To keep spirits up (and to distract me from staring out of the window at the unridden waves) I try to come up with some reasons to be cheerful. It’s tough, and maybe these thoughts are just clutching at straws (pissing in the wind?) but here goes anyway …
1 – Perhaps this crisis will one day be seen as a wake-up call for the even more serious, long-term problems facing our planet. Forcing everybody to travel less, slowing down the economy, paying people not to work … All stuff we’re going to have to get used to eventually. Satellite pics have already revealed less pollution in China’s cities. There are fish again in Venice’s canals. The air in Tenerife is noticeable cleaner and sharper. I live 3km from the airport, right under the flight path—and I can hear the birds sing now.

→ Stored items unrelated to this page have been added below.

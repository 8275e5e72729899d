use crate::layout::plan;
use workorder_core::{ContentLines, LineLimits, WorkOrder};

/// Page and line counts of a planned report
#[derive(Debug, Clone, PartialEq)]
#[cfg_attr(feature = "serde", derive(serde::Serialize))]
pub struct PlanSummary {
    pub total_pages: usize,
    pub text_pages: usize,
    pub photo_pages: usize,
    pub photos: usize,
    pub tasks_lines: usize,
    pub status_lines: usize,
    pub products_lines: usize,
    pub remarks_lines: usize,
    pub total_lines: usize,
    pub total_content_limit: usize,
    /// Whether text content was split over two pages
    pub split: bool,
}

/// Summarize the plan for an order
pub fn summarize(order: &WorkOrder, limits: &LineLimits) -> PlanSummary {
    let page_plan = plan(order, limits);
    let ContentLines {
        tasks,
        status,
        products,
        remarks,
    } = page_plan.lines;

    PlanSummary {
        total_pages: page_plan.total_pages(),
        text_pages: page_plan.text_pages(),
        photo_pages: page_plan.photo_pages(),
        photos: order.photos().len(),
        tasks_lines: tasks,
        status_lines: status,
        products_lines: products,
        remarks_lines: remarks,
        total_lines: page_plan.lines.total(),
        total_content_limit: limits.total_content_limit,
        split: page_plan.is_split(),
    }
}
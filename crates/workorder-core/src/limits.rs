use serde::{Deserialize, Serialize};

/// Line budgets shared by the edit boundary and the pagination planner.
#[derive(Debug, Clone, Copy, PartialEq, Eq, Serialize, Deserialize)]
#[serde(default)]
pub struct LineLimits {
    /// Average characters that fit on one rendered line of free text.
    pub avg_chars_per_line: usize,
    /// Cap on tasks + status, enforced when editing.
    pub tasks_status_limit: usize,
    /// Cap on products + remarks, enforced when editing.
    pub products_remarks_limit: usize,
    /// Above this many lines in total the report splits into two text pages.
    pub total_content_limit: usize,
    /// Largest quantity a single line item may carry.
    pub max_quantity: u32,
}

impl Default for LineLimits {
    fn default() -> Self {
        Self {
            avg_chars_per_line: 45,
            tasks_status_limit: 30,
            products_remarks_limit: 30,
            total_content_limit: 20,
            max_quantity: 20,
        }
    }
}
use proptest::prelude::*;
use workorder_core::*;

#[test]
fn test_single_line_of_three_widths() {
    let avg = 45;
    assert_eq!(estimate_lines(&"a".repeat(avg * 3), avg), 3);
}

#[test]
fn test_empty_text_is_zero_lines() {
    assert_eq!(estimate_lines("", 45), 0);
    assert_eq!(estimate_lines("", 1), 0);
}

#[test]
fn test_product_lines_skip_blank_items() {
    let limits = LineLimits::default();
    let order = WorkOrder::new();
    assert_eq!(product_lines(order.line_items()), 0);

    let id = order.line_items()[0].id();
    let order = order
        .apply_all(
            [
                Edit::SetItemName {
                    id,
                    name: "Router".into(),
                },
                Edit::SetQuantity { id, quantity: 3 },
                Edit::AddLineItem,
            ],
            &limits,
        )
        .unwrap();

    // The second, untouched item contributes nothing.
    assert_eq!(order.line_items().len(), 2);
    assert_eq!(product_lines(order.line_items()), 3);
}

#[test]
fn test_serial_only_item_counts() {
    let limits = LineLimits::default();
    let order = WorkOrder::new();
    let id = order.line_items()[0].id();
    let order = order
        .apply(
            Edit::SetSerialNumber {
                id,
                index: 0,
                value: "SN-1".into(),
            },
            &limits,
        )
        .unwrap();
    assert_eq!(product_lines(order.line_items()), 1);
}

#[test]
fn test_content_lines_totals() {
    let limits = LineLimits::default();
    let order = WorkOrder::new()
        .apply_all(
            [
                Edit::SetTasks("one\ntwo".into()),
                Edit::SetStatus("done".into()),
                Edit::SetRemarks("x".repeat(limits.avg_chars_per_line + 1)),
            ],
            &limits,
        )
        .unwrap();

    let lines = ContentLines::measure(&order, limits.avg_chars_per_line);
    assert_eq!(lines.tasks, 2);
    assert_eq!(lines.status, 1);
    assert_eq!(lines.products, 0);
    assert_eq!(lines.remarks, 2);
    assert_eq!(lines.tasks_status(), 3);
    assert_eq!(lines.products_remarks(), 2);
    assert_eq!(lines.total(), 5);
    assert_eq!(lines.get(ContentField::Remarks), 2);
}

proptest! {
    #[test]
    fn prop_text_covers_each_of_its_lines(text in "[a-z \\n]{0,200}", avg in 1usize..80) {
        let total = estimate_lines(&text, avg);
        for line in text.split('\n') {
            prop_assert!(total >= estimate_lines(line, avg));
        }
    }

    #[test]
    fn prop_appending_never_shrinks(text in "[a-z\\n]{0,120}", extra in "[a-z\\n]{0,40}", avg in 1usize..60) {
        let combined = format!("{text}{extra}");
        prop_assert!(estimate_lines(&combined, avg) >= estimate_lines(&text, avg));
    }

    #[test]
    fn prop_nonempty_text_has_a_line(text in "[a-z\\n]{1,80}", avg in 1usize..60) {
        prop_assert!(estimate_lines(&text, avg) >= 1);
    }
}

2 – Maybe the crisis will bring us closer, in a we’re-all-in-this-together Blitz spirit, and result in a new-found sense of community. Maybe. Maybe not. Vamos a ver. I remain an optimist (albeit a pragmatist, who enjoys healthy sarcasm and even occasional cynicism).
3 – Hopefully, under lockdown I might write a few more words than I would have if I’d been allowed out to play. We writers have always self-isolated and social-distanced. We’ve always been antisocial buggers. Now’s the time to escape to the writing cave and into a separate reality. Perhaps it takes a crisis to focus on what’s really important (especially when one lives in ‘paradise’). No excuses now.
4 – Lockdown = a good chance to catch up with some reading. So many great books waiting to be discovered. Every cloud, silver linings etc
5 – I can’t imagine anybody I’d rather be locked down with than my partner of thirty-seven years, my wonderful artist wife, Nikki. If ever I needed a reason to be cheerful, she’s it!